For the benefit of my international readers, there will be an election for the Australian Parliament later this year, probably in November. While the date has yet to be announced and the formal campaign begin, electioneering is well under way.
Unlike the intellectual bankruptcy that marked both sides in the NSW election campaign, this has to my mind been a remarkably good election campaign so far. I say this because I feel that, unlike the supermarket politics of NSW, there are a series of real policy debates underway.
It takes two to tango.
Under Mr Rudd, a rejuvenated Labor has been setting out a series of policy ideas that have a degree of depth, that do not simply attack the Government, that attempt to carve out a new direction for the country. As a consequence, Labor has too some degree been able to set the policy agenda in a way we have not seen in Australia for many years.
Despite its long years in Government, Labor's opponent remains an experienced and well disciplined force determined to pursue its own agendas. As Mr Howard said in answer to a question, if the Government went into caretaker mode as electioneering began, they would effectively waste one third of their three year term. This Government will continue to govern until the last possible moment, the issuing of the writs and the beginning of the formal caretaker period.
The result has been a fascinating contest.
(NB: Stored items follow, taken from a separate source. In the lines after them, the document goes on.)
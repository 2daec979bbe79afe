//! The narrow external interfaces this crate consumes and produces.
//! Production implementations (the real HTTP(S) backend, the real
//! snapshot decryptor) are out of scope; this module ships the trait
//! shapes plus an in-memory test double of each, the way the teacher
//! crate ships a thin `async_trait` abstraction in front of its
//! remote chunk reader and implements it once for production and once
//! for tests.

use std::collections::HashMap;
use std::io::Cursor;
use std::sync::Mutex;

use async_trait::async_trait;
use repo_datastore::{BlobInfo, Snapshot};
use tokio::io::AsyncRead;

/// What kind of handle a `Backend::list` call enumerates.
#[derive(Clone, Copy, Debug, PartialEq, Eq)]
pub enum ListKind {
    Blob,
    Snapshot,
}

/// An opaque handle a backend listing hands back; passed unchanged to
/// `SnapshotLoader::on_snapshots_loaded`.
pub type SnapshotHandle = String;

/// The remote object store this core verifies against.
#[async_trait]
pub trait Backend: Send + Sync {
    /// Enumerate blob or snapshot handles with their on-backend size.
    async fn list(&self, kind: ListKind) -> anyhow::Result<Vec<BlobInfo>>;

    /// Open a decrypted byte stream for the stored object identified
    /// by `id`.
    async fn load(&self, id: &[u8; 32]) -> anyhow::Result<Box<dyn AsyncRead + Send + Unpin>>;

    /// Delete the object identified by `id`. Consumed by the pruner;
    /// this core only ever observes the aftermath via
    /// `BlobCache::on_blobs_removed`.
    async fn remove(&self, id: &[u8; 32]) -> anyhow::Result<()>;

    /// Whether reaching this backend crosses a network boundary,
    /// feeding the verifier's concurrency bound (§5).
    fn requires_network(&self) -> bool;
}

/// Decodes the raw handles a `Backend` listing returns into
/// [`Snapshot`] values, tolerating partial failure: the returned
/// vector may be shorter than `handles`.
#[async_trait]
pub trait SnapshotLoader: Send + Sync {
    async fn on_snapshots_loaded(&self, handles: &[SnapshotHandle]) -> anyhow::Result<Vec<Snapshot>>;
}

/// Fire-and-forget progress/result notifications a check run emits.
#[async_trait]
pub trait CheckNotifier: Send + Sync {
    async fn show_check_notification(&self, bandwidth_bytes_per_sec: f64, permille: u32);
    async fn on_check_complete(&self, bytes_checked: u64, bandwidth_bytes_per_sec: f64);
    async fn on_check_finished_with_error(&self, bytes_checked: u64, bandwidth_bytes_per_sec: f64);
}

/// An in-memory `Backend` double for tests: blobs and snapshot handles
/// live in plain maps, content is served back out of a byte buffer.
#[derive(Default)]
pub struct InMemoryBackend {
    blobs: Mutex<HashMap<[u8; 32], Vec<u8>>>,
    snapshot_handles: Mutex<Vec<[u8; 32]>>,
    requires_network: bool,
}

impl InMemoryBackend {
    pub fn new(requires_network: bool) -> Self {
        Self {
            blobs: Mutex::new(HashMap::new()),
            snapshot_handles: Mutex::new(Vec::new()),
            requires_network,
        }
    }

    pub fn put_blob(&self, id: [u8; 32], content: Vec<u8>) {
        self.blobs.lock().unwrap().insert(id, content);
    }

    /// Register a manifest id the snapshot listing should enumerate;
    /// the corresponding `SnapshotHandle` the loader sees is its hex
    /// encoding.
    pub fn add_snapshot_handle(&self, manifest_id: [u8; 32]) {
        self.snapshot_handles.lock().unwrap().push(manifest_id);
    }
}

#[async_trait]
impl Backend for InMemoryBackend {
    async fn list(&self, kind: ListKind) -> anyhow::Result<Vec<BlobInfo>> {
        match kind {
            ListKind::Blob => Ok(self
                .blobs
                .lock()
                .unwrap()
                .iter()
                .map(|(id, content)| BlobInfo::new(*id, content.len() as u64))
                .collect()),
            ListKind::Snapshot => Ok(self
                .snapshot_handles
                .lock()
                .unwrap()
                .iter()
                .map(|id| BlobInfo::new(*id, 0))
                .collect()),
        }
    }

    async fn load(&self, id: &[u8; 32]) -> anyhow::Result<Box<dyn AsyncRead + Send + Unpin>> {
        let content = self
            .blobs
            .lock()
            .unwrap()
            .get(id)
            .cloned()
            .ok_or_else(|| anyhow::anyhow!("blob {} not found", hex::encode(id)))?;
        Ok(Box::new(Cursor::new(content)))
    }

    async fn remove(&self, id: &[u8; 32]) -> anyhow::Result<()> {
        self.blobs.lock().unwrap().remove(id);
        Ok(())
    }

    fn requires_network(&self) -> bool {
        self.requires_network
    }
}

/// An in-memory `SnapshotLoader` double: returns whichever snapshots
/// were registered, by handle, ignoring ones not found (simulating
/// the "some manifests fail to decode" gap the real error path
/// surfaces via `existingSnapshots`).
#[derive(Default)]
pub struct InMemorySnapshotLoader {
    snapshots: Mutex<HashMap<SnapshotHandle, Snapshot>>,
}

impl InMemorySnapshotLoader {
    pub fn new() -> Self {
        Self::default()
    }

    pub fn add(&self, handle: SnapshotHandle, snapshot: Snapshot) {
        self.snapshots.lock().unwrap().insert(handle, snapshot);
    }
}

#[async_trait]
impl SnapshotLoader for InMemorySnapshotLoader {
    async fn on_snapshots_loaded(&self, handles: &[SnapshotHandle]) -> anyhow::Result<Vec<Snapshot>> {
        let snapshots = self.snapshots.lock().unwrap();
        Ok(handles
            .iter()
            .filter_map(|handle| snapshots.get(handle).cloned())
            .collect())
    }
}

/// A `CheckNotifier` double that records every call for assertions.
#[derive(Default)]
pub struct RecordingNotifier {
    pub progress: Mutex<Vec<(f64, u32)>>,
    pub completed: Mutex<Option<(u64, f64)>>,
    pub errored: Mutex<Option<(u64, f64)>>,
}

impl RecordingNotifier {
    pub fn new() -> Self {
        Self::default()
    }
}

#[async_trait]
impl CheckNotifier for RecordingNotifier {
    async fn show_check_notification(&self, bandwidth_bytes_per_sec: f64, permille: u32) {
        self.progress
            .lock()
            .unwrap()
            .push((bandwidth_bytes_per_sec, permille));
    }

    async fn on_check_complete(&self, bytes_checked: u64, bandwidth_bytes_per_sec: f64) {
        *self.completed.lock().unwrap() = Some((bytes_checked, bandwidth_bytes_per_sec));
    }

    async fn on_check_finished_with_error(&self, bytes_checked: u64, bandwidth_bytes_per_sec: f64) {
        *self.errored.lock().unwrap() = Some((bytes_checked, bandwidth_bytes_per_sec));
    }
}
In saying this, I am not talking about the daily round of exchanges as the attack dogs on each side attempt to find the throats of their opponents, although this too has been more interesting and somewhat less personalised than the recent Australian norm. Rather, it is the policy debate and the Government's responses to that debate that hold the real fascination.
Mr Rudd's remarkable early success in setting the policy agenda has triggered a remarkable and very interesting response as the Government attempts to remake itself, adopting a Labor policy here, altering its own policies there where Labor attacks are clearly gaining traction, restating positions in an attempt to establish clear differentiation.
In turn, this has forced the opposition into a similar process, refining its existing policy positions while announcing new ones. As both do this, debate shifts.
This is real debate at a level I have not seen before in Australia. The supermarket superficialities may still be there, but the core is a battle of ideas, a battle that has already changed the Australian political and policy landscape for the better.